TRY IT: What lines of the data hold the string "routes"? Copy them all.

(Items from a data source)
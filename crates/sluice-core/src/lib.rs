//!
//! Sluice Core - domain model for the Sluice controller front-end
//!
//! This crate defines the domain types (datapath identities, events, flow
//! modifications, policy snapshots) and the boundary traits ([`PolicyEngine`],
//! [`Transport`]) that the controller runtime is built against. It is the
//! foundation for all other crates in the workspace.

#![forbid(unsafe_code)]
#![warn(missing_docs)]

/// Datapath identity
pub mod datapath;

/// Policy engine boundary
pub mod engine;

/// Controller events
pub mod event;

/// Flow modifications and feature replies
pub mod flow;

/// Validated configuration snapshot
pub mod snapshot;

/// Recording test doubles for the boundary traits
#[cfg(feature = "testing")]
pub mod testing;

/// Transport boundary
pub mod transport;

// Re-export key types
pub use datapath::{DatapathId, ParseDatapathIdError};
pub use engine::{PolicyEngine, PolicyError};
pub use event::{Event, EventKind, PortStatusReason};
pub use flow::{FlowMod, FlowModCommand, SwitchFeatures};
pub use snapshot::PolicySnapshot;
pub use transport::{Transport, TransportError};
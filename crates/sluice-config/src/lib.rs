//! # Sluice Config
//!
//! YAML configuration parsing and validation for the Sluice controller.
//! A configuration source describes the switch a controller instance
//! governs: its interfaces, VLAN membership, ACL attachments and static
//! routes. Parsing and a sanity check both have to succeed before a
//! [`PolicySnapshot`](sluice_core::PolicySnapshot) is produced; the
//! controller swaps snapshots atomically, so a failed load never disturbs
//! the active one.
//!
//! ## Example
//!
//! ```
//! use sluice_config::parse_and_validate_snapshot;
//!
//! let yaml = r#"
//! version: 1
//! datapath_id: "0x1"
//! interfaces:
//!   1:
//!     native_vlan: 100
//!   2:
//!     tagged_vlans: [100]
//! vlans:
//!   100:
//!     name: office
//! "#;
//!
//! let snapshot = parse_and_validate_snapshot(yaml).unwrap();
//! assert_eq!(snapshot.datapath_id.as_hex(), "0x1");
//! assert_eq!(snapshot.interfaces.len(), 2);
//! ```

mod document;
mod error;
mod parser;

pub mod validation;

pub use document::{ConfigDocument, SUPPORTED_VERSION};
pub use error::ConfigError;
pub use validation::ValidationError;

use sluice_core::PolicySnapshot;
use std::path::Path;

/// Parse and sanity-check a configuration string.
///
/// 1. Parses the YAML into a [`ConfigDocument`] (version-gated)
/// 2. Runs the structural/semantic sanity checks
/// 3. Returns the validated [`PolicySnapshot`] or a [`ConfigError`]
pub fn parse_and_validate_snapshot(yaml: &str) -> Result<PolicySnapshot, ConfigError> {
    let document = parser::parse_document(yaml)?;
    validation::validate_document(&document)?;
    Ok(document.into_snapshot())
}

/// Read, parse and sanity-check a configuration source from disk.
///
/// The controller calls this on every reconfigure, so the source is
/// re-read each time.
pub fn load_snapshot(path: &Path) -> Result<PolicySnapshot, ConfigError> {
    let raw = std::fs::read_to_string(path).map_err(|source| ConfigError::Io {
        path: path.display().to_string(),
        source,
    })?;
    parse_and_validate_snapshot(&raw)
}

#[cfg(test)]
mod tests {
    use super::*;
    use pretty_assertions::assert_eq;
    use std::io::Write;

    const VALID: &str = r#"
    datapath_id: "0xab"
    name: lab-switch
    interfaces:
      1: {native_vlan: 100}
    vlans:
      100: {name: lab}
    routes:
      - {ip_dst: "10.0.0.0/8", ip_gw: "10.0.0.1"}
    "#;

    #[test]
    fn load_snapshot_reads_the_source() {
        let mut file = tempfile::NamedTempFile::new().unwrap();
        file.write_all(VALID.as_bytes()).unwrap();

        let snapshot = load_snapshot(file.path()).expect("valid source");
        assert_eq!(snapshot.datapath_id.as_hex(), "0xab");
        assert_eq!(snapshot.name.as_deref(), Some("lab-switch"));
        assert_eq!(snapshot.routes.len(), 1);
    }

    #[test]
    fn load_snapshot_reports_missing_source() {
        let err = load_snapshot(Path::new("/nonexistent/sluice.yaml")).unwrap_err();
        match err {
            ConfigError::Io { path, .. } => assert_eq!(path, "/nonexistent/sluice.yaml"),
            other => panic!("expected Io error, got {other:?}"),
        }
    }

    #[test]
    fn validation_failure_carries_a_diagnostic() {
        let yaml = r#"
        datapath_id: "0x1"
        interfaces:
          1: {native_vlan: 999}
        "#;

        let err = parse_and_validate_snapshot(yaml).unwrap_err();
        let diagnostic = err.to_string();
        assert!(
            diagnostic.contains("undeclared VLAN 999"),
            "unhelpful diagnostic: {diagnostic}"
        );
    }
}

FINISHED TASK:
//! routes. Parsing and a sanity check both have to succeed before a
    routes:
        assert_eq!(snapshot.routes.len(), 1);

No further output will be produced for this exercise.